# Problem requirements
Scan the data, and whenever a line contains "NetworkRegistry", copy it.

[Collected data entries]
^^^^^^^^^^^^^^^^
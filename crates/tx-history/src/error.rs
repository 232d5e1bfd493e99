use std::path::PathBuf;

use thiserror::Error;

use crate::address::AddressError;

pub type Result<T, E = HistoryError> = std::result::Result<T, E>;

/// Top level error type for the history engine.
#[derive(Debug, Error)]
pub enum HistoryError {
    #[error("configuration error: {0}")]
    Configuration(#[from] ConfigurationError),
    #[error("invalid config: {0}")]
    Config(#[from] ConfigError),
}

/// The current selector cannot be turned into a filter.
///
/// Aborts a single pass. The session keeps its previous list and recovers once
/// the selector points at something resolvable.
#[derive(Debug, Clone, PartialEq, Eq, Error)]
pub enum ConfigurationError {
    #[error("unknown network type {0:?}")]
    UnknownNetworkType(String),
    #[error("selected address {address:?} is not a valid account address: {source}")]
    InvalidSelectedAddress {
        address: String,
        #[source]
        source: AddressError,
    },
}

/// Errors produced while loading or validating [`HistoryConfig`](crate::HistoryConfig).
#[derive(Debug, Error)]
pub enum ConfigError {
    #[error("{0}")]
    Invalid(String),
    #[error("failed to read config file {path}")]
    Read {
        path: PathBuf,
        #[source]
        source: std::io::Error,
    },
    #[error("failed to parse config file {path}")]
    Parse {
        path: PathBuf,
        #[source]
        source: serde_json::Error,
    },
}
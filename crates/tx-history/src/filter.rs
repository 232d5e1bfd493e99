//! Relevance filter.
//!
//! Selects the records that belong to the current account and network view. A
//! record is kept when the selected account sent or received it, it was
//! submitted on the selected network, and the user approved it.

use alloy_primitives::Address;
use serde::{
    Deserialize,
    Serialize,
};
use tracing::trace;

use crate::{
    address,
    error::ConfigurationError,
    network::{
        NetworkRegistry,
        ResolvedNetwork,
    },
    record::{
        RawTransaction,
        TransactionRecord,
    },
};

/// The viewing context: which account on which network.
#[derive(Debug, Clone, PartialEq, Eq, Hash, Serialize, Deserialize)]
#[serde(rename_all = "camelCase")]
pub struct Selector {
    pub selected_address: String,
    pub network_type: String,
}

impl Selector {
    pub fn new(selected_address: impl Into<String>, network_type: impl Into<String>) -> Self {
        Self {
            selected_address: selected_address.into(),
            network_type: network_type.into(),
        }
    }
}

/// Records surviving the filter, in feed order, plus how many were skipped
/// for being malformed.
#[derive(Debug, Clone, Default, PartialEq, Eq)]
pub struct Candidates {
    pub records: Vec<TransactionRecord>,
    pub malformed: usize,
}

/// Selector with the address parsed and the network resolved.
#[derive(Debug, Clone, PartialEq, Eq)]
pub struct ResolvedSelector {
    pub account: Address,
    pub network: ResolvedNetwork,
}

impl ResolvedSelector {
    pub fn resolve(
        selector: &Selector,
        registry: &dyn NetworkRegistry,
    ) -> Result<Self, ConfigurationError> {
        let network = registry.resolve(&selector.network_type)?;
        let account = address::canonicalize(&selector.selected_address).map_err(|source| {
            ConfigurationError::InvalidSelectedAddress {
                address: selector.selected_address.clone(),
                source,
            }
        })?;
        Ok(Self { account, network })
    }

    fn matches_network(&self, record: &TransactionRecord, registry: &dyn NetworkRegistry) -> bool {
        match &self.network {
            ResolvedNetwork::Known { network_id } => {
                record.network_id.as_deref() == Some(network_id.to_string().as_str())
            }
            ResolvedNetwork::CustomRpc => {
                !record
                    .network_id
                    .as_deref()
                    .is_some_and(|id| registry.is_known_network(id))
            }
        }
    }

    /// Apply all inclusion rules to an already validated record.
    pub fn includes(&self, record: &TransactionRecord, registry: &dyn NetworkRegistry) -> bool {
        record.involves(&self.account)
            && self.matches_network(record, registry)
            && !record.status.is_unapproved()
    }
}

/// Select the records of `raw` that belong to the `selector` view.
///
/// Malformed records are skipped and counted, never reported as errors. An
/// unresolvable selector fails the whole call.
pub fn filter(
    raw: &[RawTransaction],
    selector: &Selector,
    registry: &dyn NetworkRegistry,
) -> Result<Candidates, ConfigurationError> {
    let resolved = ResolvedSelector::resolve(selector, registry)?;

    let mut candidates = Candidates::default();
    for tx in raw {
        let record = match TransactionRecord::try_from(tx) {
            Ok(record) => record,
            Err(reason) => {
                trace!(target: "tx_history", id = ?tx.id, %reason, "skipping malformed record");
                candidates.malformed += 1;
                continue;
            }
        };
        if resolved.includes(&record, registry) {
            candidates.records.push(record);
        }
    }

    Ok(candidates)
}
^^^^^^^^^^^^^^^^
# Written response
        NetworkRegistry,
        registry: &dyn NetworkRegistry,
    fn matches_network(&self, record: &TransactionRecord, registry: &dyn NetworkRegistry) -> bool {
    pub fn includes(&self, record: &TransactionRecord, registry: &dyn NetworkRegistry) -> bool {
    registry: &dyn NetworkRegistry,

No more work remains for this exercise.